Data items:
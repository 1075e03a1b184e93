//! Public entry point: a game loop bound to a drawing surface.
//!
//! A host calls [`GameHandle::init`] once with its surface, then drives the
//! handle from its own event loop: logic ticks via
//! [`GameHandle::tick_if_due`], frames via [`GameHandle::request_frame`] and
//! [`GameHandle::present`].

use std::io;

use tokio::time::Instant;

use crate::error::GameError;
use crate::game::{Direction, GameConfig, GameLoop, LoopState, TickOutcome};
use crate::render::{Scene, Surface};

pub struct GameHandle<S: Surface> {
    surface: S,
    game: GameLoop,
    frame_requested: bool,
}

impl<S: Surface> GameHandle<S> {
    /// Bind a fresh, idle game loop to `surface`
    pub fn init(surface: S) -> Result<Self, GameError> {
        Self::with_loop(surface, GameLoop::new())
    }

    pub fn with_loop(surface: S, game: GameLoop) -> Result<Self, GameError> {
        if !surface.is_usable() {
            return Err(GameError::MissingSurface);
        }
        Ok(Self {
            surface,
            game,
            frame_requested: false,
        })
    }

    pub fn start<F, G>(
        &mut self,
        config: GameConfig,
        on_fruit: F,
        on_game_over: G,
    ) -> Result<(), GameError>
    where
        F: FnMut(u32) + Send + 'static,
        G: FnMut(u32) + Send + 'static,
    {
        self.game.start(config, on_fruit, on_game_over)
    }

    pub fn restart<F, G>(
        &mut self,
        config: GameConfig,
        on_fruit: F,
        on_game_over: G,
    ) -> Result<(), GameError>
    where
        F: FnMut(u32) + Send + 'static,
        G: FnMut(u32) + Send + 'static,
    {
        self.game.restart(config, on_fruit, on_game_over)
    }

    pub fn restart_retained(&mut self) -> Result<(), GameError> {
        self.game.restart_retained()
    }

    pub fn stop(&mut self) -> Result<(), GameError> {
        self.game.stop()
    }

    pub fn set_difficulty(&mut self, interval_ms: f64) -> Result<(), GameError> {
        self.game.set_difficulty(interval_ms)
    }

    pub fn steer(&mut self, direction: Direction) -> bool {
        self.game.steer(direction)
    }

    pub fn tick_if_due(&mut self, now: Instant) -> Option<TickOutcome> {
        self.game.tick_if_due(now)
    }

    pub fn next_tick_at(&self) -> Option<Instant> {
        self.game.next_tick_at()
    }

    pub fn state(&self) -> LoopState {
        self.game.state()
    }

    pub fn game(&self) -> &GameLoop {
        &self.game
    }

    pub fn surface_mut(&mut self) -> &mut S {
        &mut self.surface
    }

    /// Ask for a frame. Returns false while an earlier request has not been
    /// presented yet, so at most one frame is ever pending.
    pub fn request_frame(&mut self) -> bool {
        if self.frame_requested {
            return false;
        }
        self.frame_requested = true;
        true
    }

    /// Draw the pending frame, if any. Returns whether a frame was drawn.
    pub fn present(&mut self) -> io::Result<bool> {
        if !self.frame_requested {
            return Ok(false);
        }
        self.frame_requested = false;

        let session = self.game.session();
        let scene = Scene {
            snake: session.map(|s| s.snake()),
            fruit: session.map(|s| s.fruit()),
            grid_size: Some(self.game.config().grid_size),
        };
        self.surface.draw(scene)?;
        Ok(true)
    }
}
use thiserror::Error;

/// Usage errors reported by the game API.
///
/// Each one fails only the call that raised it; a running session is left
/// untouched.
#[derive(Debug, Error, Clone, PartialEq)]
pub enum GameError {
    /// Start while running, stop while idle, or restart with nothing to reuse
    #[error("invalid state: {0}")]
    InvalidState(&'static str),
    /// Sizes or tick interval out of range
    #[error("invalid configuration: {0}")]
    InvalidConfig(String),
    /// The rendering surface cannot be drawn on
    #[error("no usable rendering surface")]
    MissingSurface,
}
--
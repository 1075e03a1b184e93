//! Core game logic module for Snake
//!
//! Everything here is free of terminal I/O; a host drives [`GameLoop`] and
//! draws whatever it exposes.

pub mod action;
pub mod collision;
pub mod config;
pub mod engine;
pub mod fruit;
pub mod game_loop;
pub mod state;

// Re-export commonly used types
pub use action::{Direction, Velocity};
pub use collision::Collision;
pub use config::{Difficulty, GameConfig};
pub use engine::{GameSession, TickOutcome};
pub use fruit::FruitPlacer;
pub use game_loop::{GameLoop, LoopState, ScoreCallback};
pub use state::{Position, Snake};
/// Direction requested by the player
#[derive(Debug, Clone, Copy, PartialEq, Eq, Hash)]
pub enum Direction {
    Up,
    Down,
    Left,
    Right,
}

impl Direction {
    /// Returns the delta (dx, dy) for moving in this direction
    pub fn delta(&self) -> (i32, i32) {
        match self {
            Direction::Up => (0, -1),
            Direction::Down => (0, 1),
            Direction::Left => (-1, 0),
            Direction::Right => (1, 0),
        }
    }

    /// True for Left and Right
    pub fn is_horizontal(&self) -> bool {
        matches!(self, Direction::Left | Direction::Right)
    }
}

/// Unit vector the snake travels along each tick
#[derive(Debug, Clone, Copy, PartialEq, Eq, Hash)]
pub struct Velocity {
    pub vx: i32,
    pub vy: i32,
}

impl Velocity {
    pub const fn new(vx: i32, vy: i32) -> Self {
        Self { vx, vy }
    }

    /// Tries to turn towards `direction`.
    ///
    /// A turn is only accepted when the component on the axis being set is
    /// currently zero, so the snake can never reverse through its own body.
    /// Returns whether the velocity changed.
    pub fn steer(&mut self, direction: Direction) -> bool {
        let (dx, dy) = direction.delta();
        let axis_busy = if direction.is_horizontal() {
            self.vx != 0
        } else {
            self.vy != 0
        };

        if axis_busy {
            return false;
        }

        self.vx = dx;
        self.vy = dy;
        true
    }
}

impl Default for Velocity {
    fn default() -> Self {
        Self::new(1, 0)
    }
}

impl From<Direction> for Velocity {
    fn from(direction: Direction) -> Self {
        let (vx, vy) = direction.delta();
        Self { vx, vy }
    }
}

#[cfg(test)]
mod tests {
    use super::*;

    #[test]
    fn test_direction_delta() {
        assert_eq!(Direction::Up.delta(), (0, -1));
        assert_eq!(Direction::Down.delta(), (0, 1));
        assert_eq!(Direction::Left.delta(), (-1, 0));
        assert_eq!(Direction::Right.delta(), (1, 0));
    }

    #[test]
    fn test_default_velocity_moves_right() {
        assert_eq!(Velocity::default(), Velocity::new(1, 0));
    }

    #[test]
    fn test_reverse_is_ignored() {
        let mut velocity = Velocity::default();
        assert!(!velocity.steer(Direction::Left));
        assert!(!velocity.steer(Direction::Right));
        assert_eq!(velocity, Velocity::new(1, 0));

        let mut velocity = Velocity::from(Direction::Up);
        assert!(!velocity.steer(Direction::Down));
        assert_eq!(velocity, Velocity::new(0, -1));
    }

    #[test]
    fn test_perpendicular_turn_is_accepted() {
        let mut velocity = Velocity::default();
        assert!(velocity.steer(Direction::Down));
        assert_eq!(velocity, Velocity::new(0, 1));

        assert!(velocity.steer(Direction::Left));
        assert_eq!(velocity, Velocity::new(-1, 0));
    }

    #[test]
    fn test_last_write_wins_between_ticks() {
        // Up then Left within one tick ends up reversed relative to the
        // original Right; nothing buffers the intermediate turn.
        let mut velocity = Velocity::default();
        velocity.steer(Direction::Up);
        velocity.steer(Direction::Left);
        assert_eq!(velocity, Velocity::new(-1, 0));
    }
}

= WORK REQUIRED =
In the records, which lines mention the word "crate"? Copy those lines.

= EXERCISE RESULT =
use crate::error::GameError;
use crate::game::{Direction, GameConfig, GameLoop, LoopState, TickOutcome};
use crate::render::{Scene, Surface};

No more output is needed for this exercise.